== Excerpted data ==

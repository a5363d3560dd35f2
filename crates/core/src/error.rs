use thiserror::Error;

#[derive(Error, Debug)]
pub enum TicketlinkError {
    #[error("I/O error: {0}")]
    Io(#[from] std::io::Error),
    #[error("JSON serialization/deserialization error: {0}")]
    Json(#[from] serde_json::Error),
    #[error("Configuration error: {0}")]
    Config(String),
}

pub type Result<T> = std::result::Result<T, TicketlinkError>;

===

Your objective:
Please transcribe all of the records, keeping every line exactly as it is.

Written reply:
repository a5363d3560dd35f2
filename crates/core/src/error.rs
use thiserror::Error;

#[derive(Error, Debug)]
pub enum TicketlinkError {
    #[error("I/O error: {0}")]
    Io(#[from] std::io::Error),
    #[error("JSON serialization/deserialization error: {0}")]
    Json(#[from] serde_json::Error),
    #[error("Configuration error: {0}")]
    Config(String),
}

pub type Result<T> = std::result::Result<T, TicketlinkError>;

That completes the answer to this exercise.